- [WHAT THE EXERCISE ASKS] Copy every line in the records below that contains the word "needs".

- [INFORMATION SHOWN]
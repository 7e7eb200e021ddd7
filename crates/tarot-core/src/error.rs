//! Error types for deck loading, catalog loading, and drawing.

use std::path::PathBuf;

use thiserror::Error;

/// Result type for deck loading.
pub type DeckResult<T> = Result<T, DeckLoadError>;

/// Result type for spread catalog loading.
pub type CatalogResult<T> = Result<T, CatalogError>;

/// Result type for draws and lookups.
pub type ReadingResult<T> = Result<T, ReadingError>;

/// A deck source could not be turned into a well-formed deck.
///
/// These are fatal at startup: sampling assumes a validated deck.
#[derive(Debug, Error)]
pub enum DeckLoadError {
    /// The deck file could not be read.
    #[error("could not read deck file {path}: {source}")]
    Io {
        /// Path that failed to load.
        path: PathBuf,
        /// Underlying I/O error.
        source: std::io::Error,
    },

    /// The deck source is not valid JSON or a record is missing a field.
    #[error("malformed deck source: {0}")]
    Parse(#[from] serde_json::Error),

    /// The deck source contains no cards.
    #[error("deck contains no cards")]
    Empty,

    /// Two cards share a name.
    #[error("duplicate card name '{0}'")]
    DuplicateName(String),

    /// Two cards share arcana, suit and number.
    #[error("duplicate card identity: {0}")]
    DuplicateIdentity(String),

    /// A minor arcana card has no suit.
    #[error("minor arcana card '{0}' has no suit")]
    MissingSuit(String),

    /// A major arcana card carries a suit.
    #[error("major arcana card '{0}' must not have a suit")]
    UnexpectedSuit(String),

    /// A required text field is blank.
    #[error("card '{card}' has an empty {field}")]
    EmptyField {
        /// Name of the offending card (or its position when the name is blank).
        card: String,
        /// Which field is empty.
        field: &'static str,
    },
}

/// A spread catalog source is inconsistent.
#[derive(Debug, Error)]
pub enum CatalogError {
    /// The catalog file could not be read.
    #[error("could not read spread catalog {path}: {source}")]
    Io {
        /// Path that failed to load.
        path: PathBuf,
        /// Underlying I/O error.
        source: std::io::Error,
    },

    /// The catalog source is not valid JSON.
    #[error("malformed spread catalog: {0}")]
    Parse(#[from] serde_json::Error),

    /// The catalog defines no spreads.
    #[error("spread catalog is empty")]
    Empty,

    /// A spread has no positions.
    #[error("spread '{0}' has no positions")]
    EmptySpread(String),

    /// Two spreads share an identifier.
    #[error("duplicate spread '{0}'")]
    DuplicateSpread(String),
}

/// Per-request failures. Each message is fit to show a chat user directly.
#[derive(Debug, Clone, PartialEq, Eq, Error)]
pub enum ReadingError {
    /// The spread identifier is not in the catalog.
    #[error("unknown spread '{id}'")]
    UnknownSpread {
        /// The identifier that was asked for.
        id: String,
    },

    /// The spread needs more cards than the deck holds.
    #[error("the {spread} spread needs {needed} cards but the deck only has {available}")]
    InsufficientCards {
        /// Spread identifier.
        spread: String,
        /// Number of positions in the spread.
        needed: usize,
        /// Number of cards in the deck.
        available: usize,
    },

    /// No card name contains the query.
    #[error("card '{query}' not found")]
    CardNotFound {
        /// The lookup query as given.
        query: String,
    },
}
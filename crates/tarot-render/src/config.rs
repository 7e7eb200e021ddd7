//! Configuration for card image rendering.

use std::path::{Path, PathBuf};

use image::Rgb;

/// Canvas geometry, palette, and card-art location.
#[derive(Debug, Clone)]
pub struct RenderConfig {
    /// Canvas width in pixels.
    pub width: u32,
    /// Canvas height in pixels.
    pub height: u32,
    /// Inset of the card art and placeholder frame.
    pub margin: u32,
    /// Height of the position caption bar at the bottom.
    pub caption_height: u32,
    /// Vertical center of the orientation caption.
    pub orientation_y: u32,
    /// Placeholder frame thickness.
    pub border_width: u32,
    /// Directory holding card art.
    pub asset_dir: PathBuf,
    /// Card art file extension, without the dot.
    pub extension: String,
    /// Canvas background.
    pub background: Rgb<u8>,
    /// Placeholder frame.
    pub border: Rgb<u8>,
    /// Card name on the placeholder.
    pub name_color: Rgb<u8>,
    /// Position caption bar.
    pub caption_bar: Rgb<u8>,
    /// Position caption text.
    pub caption_color: Rgb<u8>,
    /// Orientation caption text.
    pub orientation_color: Rgb<u8>,
}

impl Default for RenderConfig {
    fn default() -> Self {
        Self {
            width: 400,
            height: 600,
            margin: 10,
            caption_height: 50,
            orientation_y: 25,
            border_width: 3,
            asset_dir: PathBuf::from("card_images"),
            extension: "jpg".to_string(),
            background: Rgb([30, 30, 40]),
            border: Rgb([100, 100, 150]),
            name_color: Rgb([200, 200, 255]),
            caption_bar: Rgb([50, 50, 70]),
            caption_color: Rgb([255, 255, 200]),
            orientation_color: Rgb([255, 200, 200]),
        }
    }
}

impl RenderConfig {
    /// Set the card art directory.
    pub fn with_asset_dir(mut self, dir: impl Into<PathBuf>) -> Self {
        self.asset_dir = dir.into();
        self
    }

    /// Set the card art extension (leading dot is stripped).
    pub fn with_extension(mut self, ext: &str) -> Self {
        self.extension = ext.trim_start_matches('.').to_string();
        self
    }

    /// Set the canvas size. Dimensions are raised so the margins and
    /// caption bar still fit.
    pub fn with_canvas(mut self, width: u32, height: u32) -> Self {
        let min_side = self.margin * 2 + 1;
        self.width = width.max(min_side);
        self.height = height.max(min_side + self.caption_height);
        self
    }

    /// The card art directory.
    pub fn asset_dir(&self) -> &Path {
        &self.asset_dir
    }
}

#[cfg(test)]
mod tests {
    use super::*;

    #[test]
    fn default_config() {
        let cfg = RenderConfig::default();
        assert_eq!((cfg.width, cfg.height), (400, 600));
        assert_eq!(cfg.margin, 10);
        assert_eq!(cfg.extension, "jpg");
        assert_eq!(cfg.asset_dir(), Path::new("card_images"));
    }

    #[test]
    fn builder_methods() {
        let cfg = RenderConfig::default()
            .with_asset_dir("/tmp/art")
            .with_extension(".png")
            .with_canvas(200, 300);
        assert_eq!(cfg.asset_dir(), Path::new("/tmp/art"));
        assert_eq!(cfg.extension, "png");
        assert_eq!((cfg.width, cfg.height), (200, 300));
    }

    #[test]
    fn canvas_clamped() {
        let cfg = RenderConfig::default().with_canvas(0, 0);
        assert_eq!(cfg.width, 21);
        assert_eq!(cfg.height, 71);
    }
}
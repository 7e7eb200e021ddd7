//! Text rendering for readings, card details, and listings.
//!
//! Output uses chat-style markdown. Nothing here truncates; display limits
//! belong to the transport.

use std::fmt::Write;

use tarot_core::{Card, Deck, DrawnCard, Orientation, Reading, SpreadCatalog, Suit, title_case};

/// Suit listings show at most this many card names.
const SUIT_LISTING_LIMIT: usize = 10;

/// A titled block of text, shown as one field of a reply.
#[derive(Debug, Clone, PartialEq, Eq)]
pub struct Section {
    /// Field title.
    pub title: String,
    /// Field body.
    pub body: String,
    /// Whether the transport may lay this field out side by side.
    pub inline: bool,
}

impl Section {
    /// A full-width section.
    pub fn new(title: impl Into<String>, body: impl Into<String>) -> Self {
        Self {
            title: title.into(),
            body: body.into(),
            inline: false,
        }
    }

    /// A section that may sit beside its neighbours.
    pub fn inline(title: impl Into<String>, body: impl Into<String>) -> Self {
        Self {
            inline: true,
            ..Self::new(title, body)
        }
    }
}

/// Orientation label with its marker emoji.
pub fn orientation_label(orientation: Orientation) -> &'static str {
    match orientation {
        Orientation::Upright => "Upright ⬆️",
        Orientation::Reversed => "Reversed 🔄",
    }
}

/// Render a full reading: a header, the question line if one was asked,
/// and one section per drawn card in draw order.
pub fn render_reading(reading: &Reading) -> String {
    let mut out = format!("## 🔮 Tarot Reading - {}\n", reading.spread_name());
    if let Some(question) = &reading.question {
        let _ = write!(out, "**Question:** {question}\n\n");
    }
    for drawn in &reading.cards {
        out.push_str(&render_drawn(drawn));
    }
    out
}

fn render_drawn(drawn: &DrawnCard) -> String {
    let card = &drawn.card;
    let mut out = format!("### {}\n", drawn.position);
    let _ = writeln!(
        out,
        "**Card:** {} ({})",
        card.name,
        orientation_label(drawn.orientation)
    );
    let _ = writeln!(out, "**Arcana:** {}", card.arcana_label());
    if let Some(suit) = card.suit_label() {
        let _ = writeln!(out, "**Suit:** {suit}");
    }
    let _ = writeln!(out, "**Keywords:** {}", card.keyword_line());
    let _ = write!(out, "**Interpretation:** {}\n\n", drawn.meaning());
    out
}

/// Fields describing one card in full, both meanings included.
pub fn card_sections(card: &Card) -> Vec<Section> {
    let mut sections = vec![
        Section::inline("Number", card.number.to_string()),
        Section::inline("Arcana", card.arcana_label()),
    ];
    if let Some(suit) = card.suit_label() {
        sections.push(Section::inline("Suit", suit));
    }
    sections.push(Section::new("Keywords", card.keyword_line()));
    sections.push(Section::new("Upright Meaning", card.meaning_upright.clone()));
    sections.push(Section::new("Reversed Meaning", card.meaning_reversed.clone()));
    sections
}

/// Headline for a daily card: bold name plus orientation.
pub fn daily_headline(drawn: &DrawnCard) -> String {
    format!(
        "**{}** ({})",
        drawn.card.name,
        orientation_label(drawn.orientation)
    )
}

/// Advice line for a daily card.
pub fn daily_advice(orientation: Orientation) -> &'static str {
    match orientation {
        Orientation::Upright => "This card upright is a positive sign. Embrace its energy today.",
        Orientation::Reversed => {
            "This card reversed suggests you may need to reconsider this area of your life."
        }
    }
}

/// Fields for a daily card: message, keywords, advice.
pub fn daily_sections(drawn: &DrawnCard) -> Vec<Section> {
    vec![
        Section::new("Message for Today", drawn.meaning()),
        Section::new("Keywords", drawn.card.keyword_line()),
        Section::new("Advice", daily_advice(drawn.orientation)),
    ]
}

/// Deck contents: major arcana with numbers, then each suit present in the deck.
pub fn deck_sections(deck: &Deck) -> Vec<Section> {
    let majors: Vec<&Card> = deck.majors().collect();
    let mut sections = Vec::new();
    if !majors.is_empty() {
        let lines: Vec<String> = majors
            .iter()
            .map(|c| format!("{}. {}", c.number, c.name))
            .collect();
        sections.push(Section::inline(
            format!("Major Arcana ({} cards)", majors.len()),
            lines.join("\n"),
        ));
    }
    for suit in Suit::ALL {
        let cards: Vec<&Card> = deck.by_suit(suit).collect();
        if cards.is_empty() {
            continue;
        }
        let names: Vec<&str> = cards
            .iter()
            .take(SUIT_LISTING_LIMIT)
            .map(|c| c.name.as_str())
            .collect();
        sections.push(Section::inline(
            format!("{} ({} cards)", title_case(&suit.to_string()), cards.len()),
            names.join("\n"),
        ));
    }
    sections
}

/// One field per spread: card count and the command that draws it.
pub fn spread_sections(catalog: &SpreadCatalog, prefix: &str) -> Vec<Section> {
    catalog
        .list_all()
        .iter()
        .map(|spread| {
            let count = spread.card_count();
            Section::inline(
                spread.display_name(),
                format!(
                    "{count} card{}\n`{prefix}tarot {} [question]`",
                    if count == 1 { "" } else { "s" },
                    spread.id
                ),
            )
        })
        .collect()
}

/// Flatten sections into plain markdown, one bold title per block.
pub fn sections_to_markdown(sections: &[Section]) -> String {
    sections
        .iter()
        .map(|s| format!("**{}**\n{}", s.title, s.body))
        .collect::<Vec<_>>()
        .join("\n\n")
}
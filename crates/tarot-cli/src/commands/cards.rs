use comfy_table::{ContentArrangement, Table};
use tarot_bot::Command;

use crate::Options;

pub async fn list(options: &Options) -> Result<(), String> {
    super::run_one(options, Command::Cards).await
}

pub fn table(options: &Options) -> Result<(), String> {
    let deck = super::load_deck(options)?;

    let mut table = Table::new();
    table.set_content_arrangement(ContentArrangement::Dynamic);
    table.set_header(vec!["#", "Name", "Arcana", "Suit", "Keywords"]);

    for card in deck.cards() {
        let suit = card.suit_label().unwrap_or_else(|| "—".to_string());
        table.add_row(vec![
            card.number.to_string(),
            card.name.clone(),
            card.arcana_label(),
            suit,
            card.keyword_line(),
        ]);
    }

    println!("{table}");
    println!();
    println!("  {} cards", deck.size());

    Ok(())
}
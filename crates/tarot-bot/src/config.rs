//! Configuration for the command dispatcher.

use tarot_render::RenderConfig;

/// Dispatcher settings.
#[derive(Debug, Clone)]
pub struct BotConfig {
    /// Prefix that marks a message as a command.
    pub prefix: String,
    /// Longest embed description the transport accepts, in characters.
    pub display_limit: usize,
    /// RNG seed for reproducible draws; `None` seeds from the OS.
    pub seed: Option<u64>,
    /// Card image settings.
    pub render: RenderConfig,
}

impl Default for BotConfig {
    fn default() -> Self {
        Self {
            prefix: "!".to_string(),
            display_limit: 4096,
            seed: None,
            render: RenderConfig::default(),
        }
    }
}

impl BotConfig {
    /// Set the command prefix. A blank prefix keeps the current one.
    pub fn with_prefix(mut self, prefix: &str) -> Self {
        if !prefix.trim().is_empty() {
            self.prefix = prefix.trim().to_string();
        }
        self
    }

    /// Set the RNG seed.
    pub fn with_seed(mut self, seed: u64) -> Self {
        self.seed = Some(seed);
        self
    }

    /// Set the display limit (at least 1).
    pub fn with_display_limit(mut self, limit: usize) -> Self {
        self.display_limit = limit.max(1);
        self
    }

    /// Set the card image settings.
    pub fn with_render(mut self, render: RenderConfig) -> Self {
        self.render = render;
        self
    }
}
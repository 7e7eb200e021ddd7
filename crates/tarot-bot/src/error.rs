//! Error types for command dispatch.

use thiserror::Error;

/// Result type for command dispatch.
pub type BotResult<T> = Result<T, BotError>;

/// Failures while handling a command. All are turned into user-visible replies.
#[derive(Debug, Error)]
pub enum BotError {
    /// The message named a command the bot does not know.
    #[error("unknown command: {0}")]
    UnknownCommand(String),

    /// A draw or lookup failed.
    #[error(transparent)]
    Reading(#[from] tarot_core::ReadingError),

    /// A card image could not be encoded.
    #[error(transparent)]
    Render(#[from] tarot_render::RenderError),

    /// A rendering task did not finish.
    #[error("image task failed: {0}")]
    Task(#[from] tokio::task::JoinError),
}
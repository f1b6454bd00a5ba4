//! Masked-string reconstruction.
//!
//! Hidden characters vanish. Visible covered characters are kept, and each
//! contiguous covered run is wrapped in one uncertainty marker.

use crate::TokenRange;

/// The wrapper emitted around uncertain text.
#[derive(Debug, Clone, PartialEq, Eq)]
pub struct UncertaintyMarker {
    open: String,
    close: &'static str,
}

impl UncertaintyMarker {
    /// `<span class="{class}">`, with the class attribute-escaped.
    pub fn with_class(class: &str) -> Self {
        Self {
            open: format!(
                "<span class=\"{}\">",
                html_escape::encode_double_quoted_attribute(class)
            ),
            close: "</span>",
        }
    }

    #[inline]
    pub fn open_tag(&self) -> &str {
        &self.open
    }

    #[inline]
    pub fn close_tag(&self) -> &str {
        self.close
    }
}

impl Default for UncertaintyMarker {
    fn default() -> Self {
        Self::with_class("uncertain")
    }
}

/// Rebuild `text` with `ranges` applied.
///
/// `ranges` must be sorted by start and must not overlap, which holds for
/// the output of a single overlay pass.
///
/// # Example
/// ```
/// use streammark::{TokenRange, UncertaintyMarker};
/// use streammark::overlay::mask;
///
/// let ranges = [TokenRange::new(0, 2, true), TokenRange::new(2, 7, false)];
/// let masked = mask("**Hello", &ranges, &UncertaintyMarker::default());
/// assert_eq!(masked, "<span class=\"uncertain\">Hello</span>");
/// ```
pub fn mask(text: &str, ranges: &[TokenRange], marker: &UncertaintyMarker) -> String {
    debug_assert!(
        ranges.windows(2).all(|w| w[0].end <= w[1].start),
        "overlay ranges must be sorted and disjoint"
    );

    let mut out = String::with_capacity(text.len() + marker.open.len() + marker.close.len());
    let mut in_run = false;
    let mut next = 0;

    for (i, c) in text.char_indices() {
        while next < ranges.len() && ranges[next].end_usize() <= i {
            next += 1;
        }

        match ranges.get(next).filter(|r| r.contains(i)) {
            Some(range) => {
                if !in_run {
                    out.push_str(&marker.open);
                    in_run = true;
                }
                if !range.hidden {
                    out.push(c);
                }
            }
            None => {
                if in_run {
                    out.push_str(marker.close);
                    in_run = false;
                }
                out.push(c);
            }
        }
    }

    if in_run {
        out.push_str(marker.close);
    }
    out
}
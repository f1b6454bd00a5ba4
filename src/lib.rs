//! streammark: flicker-free rendering of markdown that arrives in pieces.
//!
//! Text streamed token by token is full of half-written syntax: an
//! unterminated `**`, a `[` whose link has not arrived yet. Rendering it
//! as-is makes markers flash on screen and vanish a moment later. This
//! crate keeps a buffer of the uncommitted text and, on every chunk:
//!
//! 1. commits each top-level block that a following block has closed,
//! 2. scans the trailing block for token series that are still open,
//! 3. hides their markers, wraps their visible text in an uncertainty
//!    span, and renders the result as the speculative view.
//!
//! # Design Principles
//! - Markdown semantics belong to the converter; the overlay only masks
//! - No backtracking: one greedy pass over the trailing block per chunk
//! - Nothing carried between passes except the buffer
//! - Configuration is validated up front, never mid-scan
//!
//! # Example
//! ```
//! use std::cell::RefCell;
//! use std::rc::Rc;
//! use streammark::{MarkdownMachine, SeriesTable};
//!
//! let committed = Rc::new(RefCell::new(String::new()));
//! let sink = committed.clone();
//! let machine = MarkdownMachine::builder(SeriesTable::default())
//!     .on_processed_content(move |html| sink.borrow_mut().push_str(html))
//!     .build();
//!
//! machine.eat("# Title\n\nSome *text*").unwrap();
//! assert_eq!(*committed.borrow(), "<h1>Title</h1>\n");
//! machine.finish_eating().unwrap();
//! assert!(committed.borrow().ends_with("<p>Some <em>text</em></p>\n"));
//! ```

pub mod convert;
pub mod cursor;
pub mod error;
pub mod feed;
pub mod limits;
pub mod machine;
pub mod overlay;
pub mod range;
pub mod series;

// Re-export primary types
pub use convert::{BlockKind, BlockToken, CmarkConverter, MarkdownConverter};
pub use error::{ConfigError, StreamError};
pub use feed::{CancelHandle, ChunkFeeder, FeedConfig, FeedOutcome};
pub use machine::{ContentReporter, MachineBuilder, MarkdownMachine};
pub use overlay::{Overlay, UncertaintyMarker};
pub use range::TokenRange;
pub use series::{Matcher, SeriesTable, TokenMatcher, TokenSeries};

/// Markdown dialect options for the default converter.
#[derive(Debug, Clone, Copy)]
pub struct Options {
    /// GFM pipe tables.
    pub tables: bool,
    /// `~~strikethrough~~`.
    pub strikethrough: bool,
    /// `- [x]` task list items.
    pub task_lists: bool,
    /// `[^note]` footnotes.
    pub footnotes: bool,
}

impl Default for Options {
    fn default() -> Self {
        Self {
            tables: true,
            strikethrough: true,
            task_lists: false,
            footnotes: false,
        }
    }
}

/// Mask `text` with the default series table and marker, without
/// rendering.
///
/// # Example
/// ```
/// assert_eq!(
///     streammark::mask_pending("see [the docs"),
///     "see <span class=\"uncertain\">the docs</span>"
/// );
/// ```
pub fn mask_pending(text: &str) -> String {
    let table = SeriesTable::default();
    let overlay = overlay::scan(&table, text);
    overlay::mask(text, overlay.ranges(), &UncertaintyMarker::default())
}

- [THE ANSWER]
    /// The spread needs more cards than the deck holds.
    #[error("the {spread} spread needs {needed} cards but the deck only has {available}")]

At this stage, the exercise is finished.